[Collected data entries]
..............................
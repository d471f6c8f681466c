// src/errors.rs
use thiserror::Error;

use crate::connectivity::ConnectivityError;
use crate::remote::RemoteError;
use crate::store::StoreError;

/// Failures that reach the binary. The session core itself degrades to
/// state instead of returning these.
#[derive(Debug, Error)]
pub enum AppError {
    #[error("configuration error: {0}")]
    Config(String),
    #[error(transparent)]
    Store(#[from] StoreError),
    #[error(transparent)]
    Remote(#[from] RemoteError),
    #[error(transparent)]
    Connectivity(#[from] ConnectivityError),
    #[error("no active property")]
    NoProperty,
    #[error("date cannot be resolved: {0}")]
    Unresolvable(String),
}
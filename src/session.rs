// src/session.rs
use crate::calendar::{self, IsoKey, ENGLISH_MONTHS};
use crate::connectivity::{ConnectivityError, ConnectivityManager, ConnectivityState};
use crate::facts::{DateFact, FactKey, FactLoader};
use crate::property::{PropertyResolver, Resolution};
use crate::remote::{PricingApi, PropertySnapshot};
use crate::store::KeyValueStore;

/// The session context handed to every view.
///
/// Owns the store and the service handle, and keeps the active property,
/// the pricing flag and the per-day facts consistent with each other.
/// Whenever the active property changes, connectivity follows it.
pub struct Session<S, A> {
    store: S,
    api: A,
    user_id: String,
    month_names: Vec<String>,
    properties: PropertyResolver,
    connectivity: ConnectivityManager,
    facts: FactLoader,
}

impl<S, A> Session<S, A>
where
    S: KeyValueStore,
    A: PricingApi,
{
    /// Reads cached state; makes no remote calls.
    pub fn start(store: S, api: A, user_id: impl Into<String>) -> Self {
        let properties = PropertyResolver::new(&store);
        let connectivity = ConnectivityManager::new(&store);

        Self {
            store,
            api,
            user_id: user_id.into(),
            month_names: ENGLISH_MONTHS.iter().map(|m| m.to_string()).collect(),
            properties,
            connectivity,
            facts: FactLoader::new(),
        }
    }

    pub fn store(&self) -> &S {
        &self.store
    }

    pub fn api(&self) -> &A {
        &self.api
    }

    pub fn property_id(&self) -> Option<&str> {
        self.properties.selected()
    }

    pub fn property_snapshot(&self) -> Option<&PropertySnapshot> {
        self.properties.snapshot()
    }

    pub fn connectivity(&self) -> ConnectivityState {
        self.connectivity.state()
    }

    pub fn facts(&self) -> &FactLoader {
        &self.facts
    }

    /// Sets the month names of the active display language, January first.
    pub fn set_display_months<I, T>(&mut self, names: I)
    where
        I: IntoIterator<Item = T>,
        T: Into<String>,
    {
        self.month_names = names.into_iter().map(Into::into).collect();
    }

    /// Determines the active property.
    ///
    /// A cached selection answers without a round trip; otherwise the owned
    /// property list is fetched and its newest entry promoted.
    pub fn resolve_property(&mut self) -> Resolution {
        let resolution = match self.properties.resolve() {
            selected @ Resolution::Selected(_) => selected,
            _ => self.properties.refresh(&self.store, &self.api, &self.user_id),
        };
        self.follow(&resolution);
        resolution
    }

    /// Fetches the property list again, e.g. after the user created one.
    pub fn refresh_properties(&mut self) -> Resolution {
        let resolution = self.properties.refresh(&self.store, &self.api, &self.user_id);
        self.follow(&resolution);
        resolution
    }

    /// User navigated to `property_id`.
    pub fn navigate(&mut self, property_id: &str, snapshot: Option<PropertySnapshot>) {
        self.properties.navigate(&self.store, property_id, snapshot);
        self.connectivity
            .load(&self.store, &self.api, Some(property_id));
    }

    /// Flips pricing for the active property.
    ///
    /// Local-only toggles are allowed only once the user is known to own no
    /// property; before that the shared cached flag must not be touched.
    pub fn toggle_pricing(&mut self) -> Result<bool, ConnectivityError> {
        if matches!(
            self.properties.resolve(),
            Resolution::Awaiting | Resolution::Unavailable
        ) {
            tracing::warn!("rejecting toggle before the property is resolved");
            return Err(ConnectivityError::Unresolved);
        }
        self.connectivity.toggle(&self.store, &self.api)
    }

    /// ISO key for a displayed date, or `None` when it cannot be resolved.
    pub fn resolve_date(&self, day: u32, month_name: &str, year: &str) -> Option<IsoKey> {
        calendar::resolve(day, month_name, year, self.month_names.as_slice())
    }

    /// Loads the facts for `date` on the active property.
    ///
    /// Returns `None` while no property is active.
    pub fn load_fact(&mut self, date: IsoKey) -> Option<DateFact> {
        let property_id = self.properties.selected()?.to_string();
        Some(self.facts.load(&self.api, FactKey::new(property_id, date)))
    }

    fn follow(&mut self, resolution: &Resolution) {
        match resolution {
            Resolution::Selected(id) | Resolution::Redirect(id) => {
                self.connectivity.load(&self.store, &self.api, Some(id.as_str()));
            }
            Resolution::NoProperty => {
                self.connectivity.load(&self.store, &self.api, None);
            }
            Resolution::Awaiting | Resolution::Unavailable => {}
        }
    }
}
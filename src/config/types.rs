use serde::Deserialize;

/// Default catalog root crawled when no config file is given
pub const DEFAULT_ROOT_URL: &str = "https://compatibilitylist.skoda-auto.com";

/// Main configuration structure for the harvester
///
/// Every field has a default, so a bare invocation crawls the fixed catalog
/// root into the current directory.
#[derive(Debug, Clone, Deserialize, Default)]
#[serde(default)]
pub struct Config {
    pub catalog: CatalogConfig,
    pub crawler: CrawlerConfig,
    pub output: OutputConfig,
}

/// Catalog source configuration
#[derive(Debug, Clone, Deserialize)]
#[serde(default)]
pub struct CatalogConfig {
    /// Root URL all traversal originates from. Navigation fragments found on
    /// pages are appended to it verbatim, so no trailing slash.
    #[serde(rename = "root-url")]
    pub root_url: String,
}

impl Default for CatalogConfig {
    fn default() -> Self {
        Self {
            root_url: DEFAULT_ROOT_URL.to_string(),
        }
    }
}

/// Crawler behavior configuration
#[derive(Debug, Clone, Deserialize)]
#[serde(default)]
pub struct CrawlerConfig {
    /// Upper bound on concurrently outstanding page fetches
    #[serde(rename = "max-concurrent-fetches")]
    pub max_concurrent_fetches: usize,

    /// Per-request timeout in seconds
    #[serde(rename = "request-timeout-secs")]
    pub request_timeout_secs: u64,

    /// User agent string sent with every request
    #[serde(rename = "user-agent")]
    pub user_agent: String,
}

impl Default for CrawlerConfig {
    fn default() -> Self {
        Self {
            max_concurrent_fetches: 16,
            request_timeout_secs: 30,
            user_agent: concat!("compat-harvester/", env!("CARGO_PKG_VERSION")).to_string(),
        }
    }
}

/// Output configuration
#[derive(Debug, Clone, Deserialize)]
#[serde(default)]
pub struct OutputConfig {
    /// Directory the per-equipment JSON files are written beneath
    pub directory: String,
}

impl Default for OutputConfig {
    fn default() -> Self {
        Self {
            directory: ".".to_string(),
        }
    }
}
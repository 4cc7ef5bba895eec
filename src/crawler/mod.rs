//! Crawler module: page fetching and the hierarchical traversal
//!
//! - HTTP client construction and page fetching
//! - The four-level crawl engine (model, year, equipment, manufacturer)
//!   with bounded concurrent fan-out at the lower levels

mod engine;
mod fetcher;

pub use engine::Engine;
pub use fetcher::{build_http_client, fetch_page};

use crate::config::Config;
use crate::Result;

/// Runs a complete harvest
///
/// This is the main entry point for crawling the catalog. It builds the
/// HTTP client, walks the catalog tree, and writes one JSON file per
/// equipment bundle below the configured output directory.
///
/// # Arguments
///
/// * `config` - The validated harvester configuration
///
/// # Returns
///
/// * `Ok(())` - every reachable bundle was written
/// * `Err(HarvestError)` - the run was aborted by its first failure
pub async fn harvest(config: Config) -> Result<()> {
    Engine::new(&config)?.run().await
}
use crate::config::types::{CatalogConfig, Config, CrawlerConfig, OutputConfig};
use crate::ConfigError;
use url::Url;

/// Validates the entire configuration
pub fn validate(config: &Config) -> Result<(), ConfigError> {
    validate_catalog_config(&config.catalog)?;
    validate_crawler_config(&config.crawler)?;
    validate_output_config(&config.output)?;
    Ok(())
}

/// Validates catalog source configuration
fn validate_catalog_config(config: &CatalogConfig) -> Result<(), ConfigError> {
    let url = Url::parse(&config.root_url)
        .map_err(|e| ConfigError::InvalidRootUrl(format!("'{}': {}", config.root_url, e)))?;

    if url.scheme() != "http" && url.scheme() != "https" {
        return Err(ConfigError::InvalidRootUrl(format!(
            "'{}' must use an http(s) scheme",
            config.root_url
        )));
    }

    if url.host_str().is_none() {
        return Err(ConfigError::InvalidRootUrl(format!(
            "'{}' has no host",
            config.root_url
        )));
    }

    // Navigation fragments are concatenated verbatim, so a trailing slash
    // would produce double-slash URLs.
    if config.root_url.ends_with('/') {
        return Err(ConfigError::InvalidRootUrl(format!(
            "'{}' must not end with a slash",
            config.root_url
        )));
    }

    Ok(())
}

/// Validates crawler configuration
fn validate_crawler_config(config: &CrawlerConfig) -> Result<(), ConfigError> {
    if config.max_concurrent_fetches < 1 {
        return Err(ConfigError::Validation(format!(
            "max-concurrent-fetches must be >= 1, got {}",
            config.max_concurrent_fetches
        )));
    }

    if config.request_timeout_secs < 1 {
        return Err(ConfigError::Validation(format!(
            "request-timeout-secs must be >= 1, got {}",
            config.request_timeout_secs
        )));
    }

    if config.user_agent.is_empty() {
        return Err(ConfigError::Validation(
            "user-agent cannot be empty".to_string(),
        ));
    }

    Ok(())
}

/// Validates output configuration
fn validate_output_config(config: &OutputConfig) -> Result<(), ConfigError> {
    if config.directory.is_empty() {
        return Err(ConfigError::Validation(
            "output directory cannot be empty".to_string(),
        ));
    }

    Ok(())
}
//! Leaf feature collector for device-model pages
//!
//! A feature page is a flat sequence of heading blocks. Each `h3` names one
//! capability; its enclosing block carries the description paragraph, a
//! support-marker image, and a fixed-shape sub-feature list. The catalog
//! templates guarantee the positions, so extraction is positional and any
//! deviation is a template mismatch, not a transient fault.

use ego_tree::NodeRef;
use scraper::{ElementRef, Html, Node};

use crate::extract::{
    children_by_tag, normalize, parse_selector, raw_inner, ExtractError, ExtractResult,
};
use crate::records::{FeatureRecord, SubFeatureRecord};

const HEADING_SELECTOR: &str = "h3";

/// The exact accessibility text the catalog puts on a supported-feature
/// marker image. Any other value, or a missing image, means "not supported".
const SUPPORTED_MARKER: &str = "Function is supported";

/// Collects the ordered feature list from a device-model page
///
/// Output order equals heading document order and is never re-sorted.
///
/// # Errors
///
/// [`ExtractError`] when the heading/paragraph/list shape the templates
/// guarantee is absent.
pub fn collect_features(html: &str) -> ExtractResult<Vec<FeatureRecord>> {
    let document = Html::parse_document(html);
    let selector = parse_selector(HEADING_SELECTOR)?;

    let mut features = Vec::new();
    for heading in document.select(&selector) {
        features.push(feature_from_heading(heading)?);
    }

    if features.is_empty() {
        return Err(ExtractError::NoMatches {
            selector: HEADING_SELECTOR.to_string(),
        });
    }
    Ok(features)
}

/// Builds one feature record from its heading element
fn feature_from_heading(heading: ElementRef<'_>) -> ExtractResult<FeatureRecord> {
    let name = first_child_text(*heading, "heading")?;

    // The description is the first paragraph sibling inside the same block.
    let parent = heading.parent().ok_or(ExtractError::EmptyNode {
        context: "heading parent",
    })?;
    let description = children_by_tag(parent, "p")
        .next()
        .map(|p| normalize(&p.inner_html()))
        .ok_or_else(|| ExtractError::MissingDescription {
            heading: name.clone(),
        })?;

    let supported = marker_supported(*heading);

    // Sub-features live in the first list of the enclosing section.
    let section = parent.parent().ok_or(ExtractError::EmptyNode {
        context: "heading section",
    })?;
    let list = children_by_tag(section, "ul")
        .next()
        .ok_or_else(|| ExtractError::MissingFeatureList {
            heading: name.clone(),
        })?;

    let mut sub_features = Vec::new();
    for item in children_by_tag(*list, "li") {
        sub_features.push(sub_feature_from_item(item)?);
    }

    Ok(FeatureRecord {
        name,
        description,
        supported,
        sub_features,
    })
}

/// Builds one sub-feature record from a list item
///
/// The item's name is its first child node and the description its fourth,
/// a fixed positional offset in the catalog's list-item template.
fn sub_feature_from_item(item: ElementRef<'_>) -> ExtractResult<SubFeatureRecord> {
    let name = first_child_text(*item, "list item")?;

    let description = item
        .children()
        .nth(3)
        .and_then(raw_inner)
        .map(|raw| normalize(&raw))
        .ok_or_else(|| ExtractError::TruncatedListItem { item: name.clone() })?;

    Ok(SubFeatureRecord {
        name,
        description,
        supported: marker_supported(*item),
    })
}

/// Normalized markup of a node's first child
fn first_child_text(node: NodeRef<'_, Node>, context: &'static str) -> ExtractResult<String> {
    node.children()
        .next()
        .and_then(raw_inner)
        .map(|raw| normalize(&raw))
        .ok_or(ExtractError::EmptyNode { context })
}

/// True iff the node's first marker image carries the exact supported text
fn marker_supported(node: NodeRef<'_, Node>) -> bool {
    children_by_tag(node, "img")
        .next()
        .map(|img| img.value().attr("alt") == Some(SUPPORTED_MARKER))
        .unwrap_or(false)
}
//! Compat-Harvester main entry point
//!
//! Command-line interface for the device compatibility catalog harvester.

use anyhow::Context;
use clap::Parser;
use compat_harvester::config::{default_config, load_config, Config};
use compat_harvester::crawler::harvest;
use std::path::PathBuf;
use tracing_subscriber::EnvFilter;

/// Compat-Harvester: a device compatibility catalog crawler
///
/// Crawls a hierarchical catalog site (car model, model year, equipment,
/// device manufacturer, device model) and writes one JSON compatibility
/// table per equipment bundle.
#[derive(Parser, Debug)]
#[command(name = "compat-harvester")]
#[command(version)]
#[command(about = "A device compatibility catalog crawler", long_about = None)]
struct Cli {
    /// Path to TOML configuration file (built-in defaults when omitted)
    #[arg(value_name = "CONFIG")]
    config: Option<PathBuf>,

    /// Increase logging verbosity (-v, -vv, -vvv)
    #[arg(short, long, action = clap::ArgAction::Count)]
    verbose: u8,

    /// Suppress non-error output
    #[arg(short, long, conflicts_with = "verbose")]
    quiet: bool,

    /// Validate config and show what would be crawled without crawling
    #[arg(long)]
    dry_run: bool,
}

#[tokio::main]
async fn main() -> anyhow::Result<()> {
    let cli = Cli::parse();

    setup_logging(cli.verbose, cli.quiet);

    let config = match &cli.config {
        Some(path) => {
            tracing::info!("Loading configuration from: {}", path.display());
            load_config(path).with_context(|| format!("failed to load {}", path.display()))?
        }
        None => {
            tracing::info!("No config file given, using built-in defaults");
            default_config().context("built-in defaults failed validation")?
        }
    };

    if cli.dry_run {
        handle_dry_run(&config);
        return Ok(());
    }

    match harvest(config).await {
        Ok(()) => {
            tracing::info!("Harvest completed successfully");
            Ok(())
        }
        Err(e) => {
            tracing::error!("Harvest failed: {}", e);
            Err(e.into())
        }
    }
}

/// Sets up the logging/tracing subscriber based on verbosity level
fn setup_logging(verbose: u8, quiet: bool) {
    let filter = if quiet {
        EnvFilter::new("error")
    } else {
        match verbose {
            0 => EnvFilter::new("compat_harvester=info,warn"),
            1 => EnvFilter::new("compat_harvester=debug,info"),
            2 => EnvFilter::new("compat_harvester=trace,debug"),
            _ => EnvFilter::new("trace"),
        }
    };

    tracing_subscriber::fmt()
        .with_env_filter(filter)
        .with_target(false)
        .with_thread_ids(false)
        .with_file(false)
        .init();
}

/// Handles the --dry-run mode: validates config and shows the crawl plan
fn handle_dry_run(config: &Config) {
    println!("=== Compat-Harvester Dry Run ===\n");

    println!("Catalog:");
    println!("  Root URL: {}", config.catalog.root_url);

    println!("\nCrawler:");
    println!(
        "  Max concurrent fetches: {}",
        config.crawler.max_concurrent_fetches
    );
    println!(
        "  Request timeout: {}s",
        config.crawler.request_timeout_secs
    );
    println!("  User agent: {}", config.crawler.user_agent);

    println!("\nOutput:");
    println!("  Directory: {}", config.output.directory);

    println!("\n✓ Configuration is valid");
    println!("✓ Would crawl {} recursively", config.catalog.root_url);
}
..............................
● **Problem description**
Begin at the top of the records above and quote each line exactly, ending with the line that contains "pub enum AppError".

● **Solution**
repository d471f6c8f681466c
// src/errors.rs
use thiserror::Error;

use crate::connectivity::ConnectivityError;
use crate::remote::RemoteError;
use crate::store::StoreError;

/// Failures that reach the binary. The session core itself degrades to
/// state instead of returning these.
#[derive(Debug, Error)]
pub enum AppError {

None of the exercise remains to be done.